Editorial: Thoughts about the 2024/25 Malawi National Health Budget

Adamson S. Muula

Professor and Head of Community and Environmental Health, Kamuzu University of Health Sciences, Blantyre, Malawi & Editor-in-Chief, Malawi Medical Journal

Email address: amuula@kuhes.ac.mw

At 12% of the total national budget, the proposed 2024/25 health budget is most likely the highest ever in Malawi. I say “most likely” or probably, because I have not been careful enough to review what was the country’s health budget in the 1960’s, 80’s, or the 90’s. In addition, in the Malawi context, the budget as approved by the National Assembly and assented to by the State President, doesn’t always mean that it will be followed to the letter through treasury disbursements to Ministries, Departments and Agencies (MDAs). But 12% isn’t lower when one looks at the other sectors (defence, homeland security, foreign affairs, education and agriculture) which the same national fiscus seeks their attention.

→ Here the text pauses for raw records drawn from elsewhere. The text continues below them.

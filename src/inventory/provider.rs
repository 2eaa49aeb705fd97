use crate::config::{CACHE_TTL_SECS, INVENTORY_SOURCE, SHEET_ID};
use crate::inventory::{Vehicle, catalog, normalize};
use crate::sheets::{IngestError, SheetClient, decode_table, map_rows};
use std::future::Future;
use std::sync::Arc;
use std::time::{Duration, Instant};
use tokio::sync::Mutex;
use tracing::{info, warn};

/// The two inventory sources behind one consumption contract. Dispatch is an
/// enum rather than a boxed async trait: there are exactly two variants and
/// nothing downstream needs to add more.
pub enum VehicleProvider {
    Sheet(SpreadsheetProvider),
    Static(StaticProvider),
}

impl VehicleProvider {
    pub fn from_env() -> Self {
        if INVENTORY_SOURCE.as_str() == "static" {
            info!(target = "lotline.inventory", "serving the static catalog");
            VehicleProvider::Static(StaticProvider::new())
        } else {
            VehicleProvider::Sheet(SpreadsheetProvider::from_env())
        }
    }

    /// The sole operation presentation code consumes. Always resolves; every
    /// ingestion failure degrades to an empty snapshot and a log line.
    pub async fn vehicles(&self) -> Arc<Vec<Vehicle>> {
        match self {
            VehicleProvider::Sheet(provider) => provider.vehicles().await,
            VehicleProvider::Static(provider) => provider.vehicles(),
        }
    }
}

pub struct StaticProvider {
    vehicles: Arc<Vec<Vehicle>>,
}

impl Default for StaticProvider {
    fn default() -> Self {
        Self::new()
    }
}

impl StaticProvider {
    pub fn new() -> Self {
        Self {
            vehicles: Arc::new(catalog::fallback_catalog()),
        }
    }

    pub fn vehicles(&self) -> Arc<Vec<Vehicle>> {
        self.vehicles.clone()
    }
}

pub struct SpreadsheetProvider {
    sheet_id: Option<String>,
    client: SheetClient,
    cache: SnapshotCache,
}

impl SpreadsheetProvider {
    pub fn new(sheet_id: Option<String>, ttl: Duration) -> Self {
        Self {
            sheet_id,
            client: SheetClient::new(),
            cache: SnapshotCache::new(ttl),
        }
    }

    pub fn from_env() -> Self {
        Self::new(SHEET_ID.clone(), Duration::from_secs(*CACHE_TTL_SECS))
    }

    pub async fn vehicles(&self) -> Arc<Vec<Vehicle>> {
        self.cache.get_or_refresh(|| self.ingest()).await
    }

    /// One fetch -> decode -> map -> normalize pass. A missing sheet id short
    /// circuits before any network call.
    async fn ingest(&self) -> Vec<Vehicle> {
        let Some(sheet_id) = self.sheet_id.as_deref() else {
            let err = IngestError::MissingConfig;
            warn!(target = "lotline.sheets", error = %err, "serving empty inventory");
            crate::metrics::ingest_outcome(err.label(), 0);
            return Vec::new();
        };

        match self.client.fetch_body(sheet_id).await {
            Ok(body) => Self::snapshot_from_body(&body),
            Err(err) => {
                warn!(target = "lotline.sheets", error = %err, "serving empty inventory");
                crate::metrics::ingest_outcome(err.label(), 0);
                Vec::new()
            }
        }
    }

    /// Decode -> map -> normalize for one fetched body. Every failure in the
    /// chain degrades to an empty snapshot and a log line; a row is never
    /// dropped by a neighbouring bad row.
    fn snapshot_from_body(body: &str) -> Vec<Vehicle> {
        match decode_table(body) {
            Ok(table) => {
                let rows = map_rows(&table);
                let vehicles = normalize::normalize_rows(&rows);
                info!(
                    target = "lotline.sheets",
                    rows = rows.len(),
                    vehicles = vehicles.len(),
                    "inventory ingested"
                );
                crate::metrics::ingest_outcome("ok", vehicles.len());
                vehicles
            }
            Err(err) => {
                warn!(target = "lotline.sheets", error = %err, "serving empty inventory");
                crate::metrics::ingest_outcome(err.label(), 0);
                Vec::new()
            }
        }
    }
}

/// Process-wide snapshot with a staleness window. The slot lock is held
/// across a refresh, so overlapping callers inside the window wait for the
/// one in-flight fetch instead of each hitting the upstream. A failed pass
/// caches its empty snapshot for the same window, which keeps a broken
/// upstream from being re-fetched on every request.
pub struct SnapshotCache {
    ttl: Duration,
    slot: Mutex<Option<Snapshot>>,
}

struct Snapshot {
    taken_at: Instant,
    vehicles: Arc<Vec<Vehicle>>,
}

impl SnapshotCache {
    pub fn new(ttl: Duration) -> Self {
        Self {
            ttl,
            slot: Mutex::new(None),
        }
    }

    pub async fn get_or_refresh<F, Fut>(&self, refresh: F) -> Arc<Vec<Vehicle>>
    where
        F: FnOnce() -> Fut,
        Fut: Future<Output = Vec<Vehicle>>,
    {
        let mut guard = self.slot.lock().await;
        if let Some(snapshot) = guard.as_ref()
            && snapshot.taken_at.elapsed() < self.ttl
        {
            return snapshot.vehicles.clone();
        }

        let vehicles = Arc::new(refresh().await);
        *guard = Some(Snapshot {
            taken_at: Instant::now(),
            vehicles: vehicles.clone(),
        });
        vehicles
    }
}

#[cfg(test)]
mod tests {
    use super::*;
    use std::sync::atomic::{AtomicUsize, Ordering};

    fn one_vehicle(id: &str) -> Vec<Vehicle> {
        vec![Vehicle {
            id: id.to_string(),
            title: id.to_string(),
            ..Vehicle::default()
        }]
    }

    #[tokio::test]
    async fn fresh_snapshot_skips_refresh() {
        let cache = SnapshotCache::new(Duration::from_secs(60));
        let calls = AtomicUsize::new(0);

        let first = cache
            .get_or_refresh(|| {
                calls.fetch_add(1, Ordering::SeqCst);
                async { one_vehicle("lot-1") }
            })
            .await;
        let second = cache
            .get_or_refresh(|| {
                calls.fetch_add(1, Ordering::SeqCst);
                async { one_vehicle("lot-2") }
            })
            .await;

        assert_eq!(calls.load(Ordering::SeqCst), 1);
        assert_eq!(first[0].id, "lot-1");
        assert_eq!(second[0].id, "lot-1");
    }

    #[tokio::test]
    async fn expired_snapshot_triggers_refresh() {
        let cache = SnapshotCache::new(Duration::from_secs(0));
        let calls = AtomicUsize::new(0);

        for _ in 0..2 {
            cache
                .get_or_refresh(|| {
                    calls.fetch_add(1, Ordering::SeqCst);
                    async { Vec::new() }
                })
                .await;
        }
        assert_eq!(calls.load(Ordering::SeqCst), 2);
    }

    #[tokio::test]
    async fn missing_sheet_id_yields_empty_without_network() {
        let provider = SpreadsheetProvider::new(None, Duration::from_secs(60));
        let vehicles = provider.vehicles().await;
        assert!(vehicles.is_empty());
    }

    #[test]
    fn markup_body_degrades_to_an_empty_snapshot() {
        // An unpublished sheet answers the export URL with a sign-in page.
        let vehicles =
            SpreadsheetProvider::snapshot_from_body("<html><body>sign in</body></html>");
        assert!(vehicles.is_empty());
    }

    #[test]
    fn callback_body_flows_through_to_vehicles() {
        let body = concat!(
            "google.visualization.Query.setResponse({\"table\":{",
            "\"cols\":[{\"label\":\"ID\"},{\"label\":\"Make\"}],",
            "\"rows\":[{\"c\":[{\"v\":\"lot-1\"},{\"v\":\"Toyota\"}]}]}});"
        );
        let vehicles = SpreadsheetProvider::snapshot_from_body(body);
        assert_eq!(vehicles.len(), 1);
        assert_eq!(vehicles[0].id, "lot-1");
        assert_eq!(vehicles[0].make, "Toyota");
    }

    #[tokio::test]
    async fn static_provider_serves_the_catalog() {
        let provider = VehicleProvider::Static(StaticProvider::new());
        let vehicles = provider.vehicles().await;
        assert_eq!(*vehicles, catalog::fallback_catalog());
    }
}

Even with the caveat stated above, the 12% national health budget is an underestimate of what the total health expenditure is going to be for the year in question. This is because, unless one looks at the Ministry of Health itself, health transcends or crosses over into other sectors. Thus although the stated 12% is less (by 3-point percentages) compared to Abuja Declaration which states that15% of the national budget should be allocated to health or the health sector, the actual holistic and multisectoral “health budget” should be much larger. If we just consider the budgets to the traditional medical health sector, many countries do not reach the Abuja target. Even Nigeria itself which hosts Abuja as its capital has never believed in the Abuja target.

Drawing from the above, and as despondency is the mother of failure and the father of hopelessness, I need to be positive. Malawi is moving forward vis a vis, the Abuja target, despite the fact that other health expenditures occur outside the core health sector itself. For instance, if instead of having a separate Ministry of Water and Sanitation, and the Nutrition components now residing in the Ministry of Agriculture were to be part of the Ministry of Health (there had been in health at some point in fact), Malawi would have easily attained the Abuja target. In addition, the country is spending a lot of resources in the training of health professionals (through the different Christian Health Association of Malawi (CHAM) training institutions, Kamuzu University of Health Sciences, Malawi College of Health Sciences, Mzuzu University, and other institutions. If these expenses were to be added to the health budget, we would have attained the Abuja targets. Perhaps we should, if we are not concerned that others will label us as cheaters.

Now that the 2024/25 financial year has what is probably the largest ever percentage of the national health budget ever, what is next? Why should the health budget be high? Asking for a higher national budget and getting it are one thing. Knowing how to use it effectively is a different ball game altogether. And in any case, has the national health budget increased in real terms? Because it is possible to increase the percentage of the health budget while reducing budgets of other expenditures for activities and strategies which have a bearing on health. It is also possible that the absolute Kwacha (Malawi’s currency) amounts may have increased and yet the United States dollar equivalent has gone down. In fact with the 44% devaluation of the local currency on top of another devaluation in the preceding year, even a 50% increase in the health budget in Kwacha terms was still going to be inadequate.

Malawi is becoming accustomed to outbreaks and epidemics.  Covid-19 was a pandemic, thus, affected the globe between 2019 and 2021. However, Malawi also experiences cholera outbreaks. Lately, there has been an epidemic of viral conjunctivitis affecting thousands of citizens with 8 people losing their sight. Although we should be cautious in predicting the future as to what is next, rapid population growing, increasing migration and mobility, poor community and personal hygiene, all point to high likelihood that it is not whether, but rather when the next epidemic will hit. Thus increasing the national health budget may not necessarily mean that there will be better health delivery in a better-funded year. There may be more health problems now than in the past. So, while 10% of the national budget may have been adequate when there were few health challenges, with frequent and several epidemics of all sorts of disease, a 50% increase may just be a drop in the bucket of diseases.

In sum, Malawi has made a bold decision to increase its budget amidst growing health challenges. How this translates into better disease prevention and control, wellness promotion and rehabilitation remains to be seen. It must be seen.